While Earth remains the only known world with bodies of liquid water on its surface, there are a myriad of worlds within our own solar system that have liquid water oceans beneath thick surfaces of ice. But what is the temperature of those interior oceans, and could the thickness of its ice shell determine it? This is what a recent study published in Journal of Geophysical Research Planets hopes to address as a team of researchers led by Cornell University investigated how a process called “ice pumping” could determine the temperature of the interior ocean underneath thick icy shells, also known as ice-ocean interaction. This study holds the potential to help researchers better understand the conditions for finding life beyond Earth with a focus on Jupiter’s moon, Europa, and Saturn’s moon, Enceladus.

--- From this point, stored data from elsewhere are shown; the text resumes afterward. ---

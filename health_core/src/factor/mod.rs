//! Health factors - Independent contributors to a crew member's daily HP change

mod home;
mod loneliness;
mod sickness;

use crate::config::HealthSettings;
use crate::crew::CrewHealthState;
use crate::types::EvaluationMode;
use crate::vessel::Vessel;
use serde::{Deserialize, Serialize};

/// Everything a factor may look at besides the crew member itself
#[derive(Debug, Clone, Copy)]
pub struct CrewContext<'a> {
    pub mode: EvaluationMode,
    /// The vessel the crew member is aboard, if it could be resolved
    pub vessel: Option<&'a Vessel>,
    /// Crew sharing that vessel, the crew member included
    pub crew_count: usize,
}

impl<'a> CrewContext<'a> {
    pub fn live(vessel: Option<&'a Vessel>) -> Self {
        CrewContext {
            mode: EvaluationMode::Live,
            vessel,
            crew_count: vessel.map(|v| v.crew_count()).unwrap_or(0),
        }
    }

    pub fn estimate(mode: EvaluationMode, design: &'a Vessel) -> Self {
        CrewContext {
            mode,
            vessel: Some(design),
            crew_count: design.crew_count(),
        }
    }
}

/// The closed set of factors
#[derive(Debug, Clone, Copy, PartialEq, Eq, PartialOrd, Ord, Hash, Serialize, Deserialize)]
pub enum Factor {
    /// Being at home, low in the home world's atmosphere
    Home,
    /// Nobody else aboard
    Loneliness,
    /// Carrying the sick condition
    Sickness,
}

impl Factor {
    /// Get all factors
    pub fn all() -> &'static [Factor] {
        &[Factor::Home, Factor::Loneliness, Factor::Sickness]
    }

    /// Stable name, used as the multiplier key
    pub fn name(self) -> &'static str {
        match self {
            Factor::Home => "Home",
            Factor::Loneliness => "Loneliness",
            Factor::Sickness => "Sickness",
        }
    }

    pub fn title(self) -> &'static str {
        self.name()
    }

    pub fn from_name(name: &str) -> Option<Factor> {
        Factor::all()
            .iter()
            .copied()
            .find(|f| f.name().eq_ignore_ascii_case(name))
    }

    /// Whether an unloaded vessel may reuse the last computed value
    ///
    /// Sickness comes and goes with events rather than location, so it is
    /// always recomputed.
    pub fn constant_for_unloaded(self) -> bool {
        !matches!(self, Factor::Sickness)
    }

    /// Whether the factor counts in estimates unless the user says otherwise
    pub fn enabled_in_estimate_by_default(self) -> bool {
        !matches!(self, Factor::Home)
    }

    /// Configured HP/day when the factor applies
    pub fn base_change_per_day(self, settings: &HealthSettings) -> f64 {
        match self {
            Factor::Home => settings.factors.home,
            Factor::Loneliness => settings.factors.loneliness,
            Factor::Sickness => settings.factors.sickness,
        }
    }

    /// HP/day for this crew member before multipliers
    ///
    /// Total over any input: missing context yields 0.
    pub fn change_per_day(
        self,
        crew: &CrewHealthState,
        ctx: &CrewContext<'_>,
        enabled_in_estimate: bool,
        settings: &HealthSettings,
    ) -> f64 {
        let base = self.base_change_per_day(settings);
        match self {
            Factor::Home => home::change_per_day(base, crew, ctx, enabled_in_estimate),
            Factor::Loneliness => loneliness::change_per_day(base, crew, ctx, enabled_in_estimate),
            Factor::Sickness => sickness::change_per_day(base, crew, ctx, enabled_in_estimate),
        }
    }
}

/// A factor and its estimate toggle
#[derive(Debug, Clone, Copy, PartialEq, Eq, Serialize, Deserialize)]
pub struct FactorEntry {
    pub factor: Factor,
    pub enabled_in_estimate: bool,
}

/// Registry of factors keyed by name
#[derive(Debug, Clone, Serialize, Deserialize)]
pub struct FactorRegistry {
    entries: Vec<FactorEntry>,
}

impl Default for FactorRegistry {
    fn default() -> Self {
        Self::with_defaults()
    }
}

impl FactorRegistry {
    /// Create an empty registry
    pub fn new() -> Self {
        FactorRegistry { entries: Vec::new() }
    }

    /// Registry holding every factor with default estimate toggles
    pub fn with_defaults() -> Self {
        let mut registry = Self::new();
        for factor in Factor::all() {
            registry.register(*factor);
        }
        registry
    }

    /// Register a factor; registering it again resets its toggle
    pub fn register(&mut self, factor: Factor) {
        let entry = FactorEntry {
            factor,
            enabled_in_estimate: factor.enabled_in_estimate_by_default(),
        };
        match self.entries.iter_mut().find(|e| e.factor == factor) {
            Some(existing) => *existing = entry,
            None => self.entries.push(entry),
        }
    }

    pub fn get(&self, name: &str) -> Option<&FactorEntry> {
        self.entries
            .iter()
            .find(|e| e.factor.name().eq_ignore_ascii_case(name))
    }

    pub fn iter(&self) -> impl Iterator<Item = &FactorEntry> {
        self.entries.iter()
    }

    /// Toggle a factor for estimates; returns false for an unknown name
    pub fn set_enabled_in_estimate(&mut self, name: &str, enabled: bool) -> bool {
        match self
            .entries
            .iter_mut()
            .find(|e| e.factor.name().eq_ignore_ascii_case(name))
        {
            Some(entry) => {
                entry.enabled_in_estimate = enabled;
                true
            }
            None => false,
        }
    }

    pub fn reset_enabled_in_estimate(&mut self) {
        for entry in &mut self.entries {
            entry.enabled_in_estimate = entry.factor.enabled_in_estimate_by_default();
        }
    }
}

“If we can measure the thickness variation across these ice shells, then we’re able to get temperature constraints on the oceans, which there’s really no other way yet to do without drilling into them,” said Dr. Britney Schmidt, who is an Associate Professor of Astronomy & Earth and Atmospheric Sciences at Cornell University and a co-author on the study. “This gives us another tool for trying to figure out how these oceans work. And the big question is, are things living there, or could they?”

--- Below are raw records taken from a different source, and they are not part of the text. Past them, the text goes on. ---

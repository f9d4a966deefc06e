//! Core types shared across the health simulation

use serde::{Deserialize, Serialize};
use std::fmt;

/// Identifier for a tracked crew member
#[derive(Debug, Clone, PartialEq, Eq, PartialOrd, Ord, Hash, Serialize, Deserialize)]
pub struct CrewId(pub String);

impl From<&str> for CrewId {
    fn from(s: &str) -> Self {
        CrewId(s.to_string())
    }
}

impl From<String> for CrewId {
    fn from(s: String) -> Self {
        CrewId(s)
    }
}

impl fmt::Display for CrewId {
    fn fmt(&self, f: &mut fmt::Formatter<'_>) -> fmt::Result {
        f.write_str(&self.0)
    }
}

/// Where a crew member currently is, as reported by the roster
#[derive(Debug, Clone, Copy, PartialEq, Eq, Hash, Default, Serialize, Deserialize)]
#[serde(rename_all = "snake_case")]
pub enum RosterStatus {
    /// Resting at the home base
    #[default]
    Available,
    /// Aboard a vessel
    Assigned,
    Dead,
    Missing,
}

/// Named, independently toggleable status flags on a crew member
#[derive(Debug, Clone, Copy, PartialEq, Eq, PartialOrd, Ord, Hash, Serialize, Deserialize)]
#[serde(rename_all = "snake_case")]
pub enum ConditionKind {
    /// Enables the sickness factor
    Sick,
    /// Crew member is training for a vessel's equipment
    Training,
    /// HP fell below the exhaustion threshold
    Exhausted,
}

impl ConditionKind {
    /// Get all condition kinds
    pub fn all() -> &'static [ConditionKind] {
        &[ConditionKind::Sick, ConditionKind::Training, ConditionKind::Exhausted]
    }

    pub fn name(self) -> &'static str {
        match self {
            ConditionKind::Sick => "Sick",
            ConditionKind::Training => "Training",
            ConditionKind::Exhausted => "Exhausted",
        }
    }
}

/// Toggles that only exist while estimating a vessel design
#[derive(Debug, Clone, Copy, PartialEq, Eq, Serialize, Deserialize)]
pub struct EstimateOptions {
    /// Whether health modules on the design count at all
    pub health_modules_enabled: bool,
    /// Whether the report includes training time
    pub training_enabled: bool,
}

impl Default for EstimateOptions {
    fn default() -> Self {
        EstimateOptions {
            health_modules_enabled: true,
            training_enabled: true,
        }
    }
}

impl EstimateOptions {
    pub fn reset(&mut self) {
        *self = EstimateOptions::default();
    }
}

/// Which evaluation path is running
///
/// The same factor and aggregation code serves both paths; only the
/// predicates that need a live vessel consult this.
#[derive(Debug, Clone, Copy, PartialEq, Eq, Serialize, Deserialize)]
#[serde(tag = "mode", rename_all = "snake_case")]
pub enum EvaluationMode {
    /// Authoritative simulation of launched vessels
    Live,
    /// What-if estimate for a vessel that has not been launched
    Estimate(EstimateOptions),
}

impl EvaluationMode {
    pub fn is_estimate(&self) -> bool {
        matches!(self, EvaluationMode::Estimate(_))
    }
}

For the study, the researchers used robotic observations obtained at Antarctica’s Ross Ice Shelf and computer models to analyze how “ice pumping”, which occurs in water underneath ice sheets and based on an ice shell’s slope, could help regulate ocean temperature when accounting for pressure and salt content, as well. The goal was to ascertain the potential behavior of ice-ocean interaction on Jupiter’s moon, Europa, and Saturn’s moon, Enceladus, both of which possess interior oceans and are targets for astrobiologists searching for life beyond Earth.
The ice moons of Jupiter and Saturn are some of the most intriguing worlds in our solar system, possibly more so than Venus or Mars. This is for one main reason, the possibility of native biology evolving in the subterranean oceans of those moons. We know that Europa, Ganymede, Encelidus and Dione for example, have the three main prerequisites for life as we know it, liquid water, source of energy, and organic molecules.